In my last article I mentioned that I wanted to make 2016 my year of prayer. I did so in part to renew my own prayer life but also to learn more about prayer. All of us began our journey in the school of prayer as learners rather than experts. At some point along the way we all faced certain nagging questions: Is God really listening? If God knows everything, what’s the point of me telling Him something He already knows? Does prayer really make a difference? Why would He seemingly answer a small trivial prayer and not something really important? Does prayer change God or change me? These questions will eventually come to focus on the one big question: “Why pray?”
There have been gallons of ink spilled trying to answer that question but there is no better answer than simply the example of Jesus – “And when he had sent the multitudes away, he went up into a mountain apart to pray . . .” The Son of God, who knew the wisdom of His heavenly Father above any of us, felt such a strong compelling need to pray that he made it a regular habit of His life. Surely if the Son of God needed to pray how much more do I need to value and practice the act of prayer?

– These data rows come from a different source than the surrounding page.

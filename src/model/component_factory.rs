//! Component factory: `component type name | alias → constructor`.

use crate::model::component::{ModelComponent, DATA_COMPONENT, SEQUENTIAL_ITER_COMPONENT};
use std::collections::HashMap;

type Constructor = Box<dyn Fn() -> ModelComponent + Send + Sync>;

pub struct ComponentFactory {
    constructors: HashMap<String, Constructor>,
    aliases: HashMap<String, String>,
}

impl ComponentFactory {
    /// A factory knowing the built-in component types.
    pub fn new() -> Self {
        let mut factory = Self {
            constructors: HashMap::new(),
            aliases: HashMap::new(),
        };
        factory.register(SEQUENTIAL_ITER_COMPONENT, || ModelComponent::aggregate(""));
        factory.register_alias("SequentialIterComponent", SEQUENTIAL_ITER_COMPONENT);
        factory.register_alias("AggregateComponent", SEQUENTIAL_ITER_COMPONENT);
        factory.register(DATA_COMPONENT, || ModelComponent::data(""));
        factory.register_alias("DataComponent", DATA_COMPONENT);
        factory
    }

    pub fn register<F>(&mut self, type_name: &str, constructor: F)
    where
        F: Fn() -> ModelComponent + Send + Sync + 'static,
    {
        self.constructors
            .insert(type_name.to_string(), Box::new(constructor));
    }

    pub fn register_alias(&mut self, alias: &str, type_name: &str) {
        self.aliases
            .insert(alias.to_string(), type_name.to_string());
    }

    pub fn is_registered(&self, name: &str) -> bool {
        self.resolve(name).is_some()
    }

    fn resolve(&self, name: &str) -> Option<&Constructor> {
        self.constructors.get(name).or_else(|| {
            self.aliases
                .get(name)
                .and_then(|type_name| self.constructors.get(type_name))
        })
    }

    /// Create an unnamed component of the given type or alias.
    pub fn create_model_component(&self, type_name: &str) -> Option<ModelComponent> {
        match self.resolve(type_name) {
            Some(constructor) => Some(constructor()),
            None => {
                tracing::debug!("No component type registered as '{}'", type_name);
                None
            }
        }
    }

    /// Create a component and give it a (not yet unique) name.
    pub fn create_named(&self, type_name: &str, name: &str) -> Option<ModelComponent> {
        let mut component = self.create_model_component(type_name)?;
        component.set_name(name);
        Some(component)
    }
}

impl Default for ComponentFactory {
    fn default() -> Self {
        Self::new()
    }
}

#[cfg(test)]
mod tests {
    use super::*;

    #[test]
    fn test_builtin_types_and_aliases() {
        let factory = ComponentFactory::new();
        let agg = factory.create_model_component("AggregateComponent").unwrap();
        assert!(agg.is_aggregate());
        let agg = factory.create_model_component("NMSequentialIterComponent").unwrap();
        assert!(agg.is_aggregate());
        let buf = factory.create_named("DataComponent", "Buf").unwrap();
        assert!(buf.is_data());
        assert_eq!(buf.name(), "Buf");
        assert!(factory.create_model_component("NMNoSuchComponent").is_none());
    }

    #[test]
    fn test_custom_registration() {
        let mut factory = ComponentFactory::new();
        factory.register("NMConditionalIterComponent", || {
            let mut c = ModelComponent::aggregate("");
            c.set_description("conditional");
            c
        });
        factory.register_alias("ConditionalIterComponent", "NMConditionalIterComponent");
        let c = factory
            .create_model_component("ConditionalIterComponent")
            .unwrap();
        assert_eq!(c.description(), "conditional");
        assert!(factory.is_registered("NMConditionalIterComponent"));
    }
}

If the example of Jesus is the most compelling answer to the question of why one prays, then it seems to me we can learn something from the prayer life of Jesus. The Gospels record for us over a dozen of His prayers. I believe the prayers He prayed, the times and places He prayed them and the reasons He prayed them offer us remarkable insight into why Jesus prayed and consequently why we should pray.
Why Jesus Prayed
- Jesus prayed during times of trouble. The prayers of Jesus in the Wilderness, Gethsemane and on Golgotha represent times of trouble and soul sorrow. The Hebrew writer tells us that, “He offered up prayers and petitions with loud cries and tears . . .” (Heb.5:7)
Lesson: Times of great sorrow or personal upheaval fray our emotions, cloud our thinking and challenge our faith. Jesus took these situations to prayer and it was prayer that enabled Him to come through with the attitude and spirit that said, “. . . not my will, but thine, be done.”
Jesus prayed for others. He prayed for children brought to him by their mothers. He prayed for the onlookers at Lazarus tomb. He prayed for Peter that his faith would not fail. He prayed for His disciples that they would be “sanctified through the truth.” He prayed for all who would believe on His name. He prayed while hanging on the cross for those who nailed Him there.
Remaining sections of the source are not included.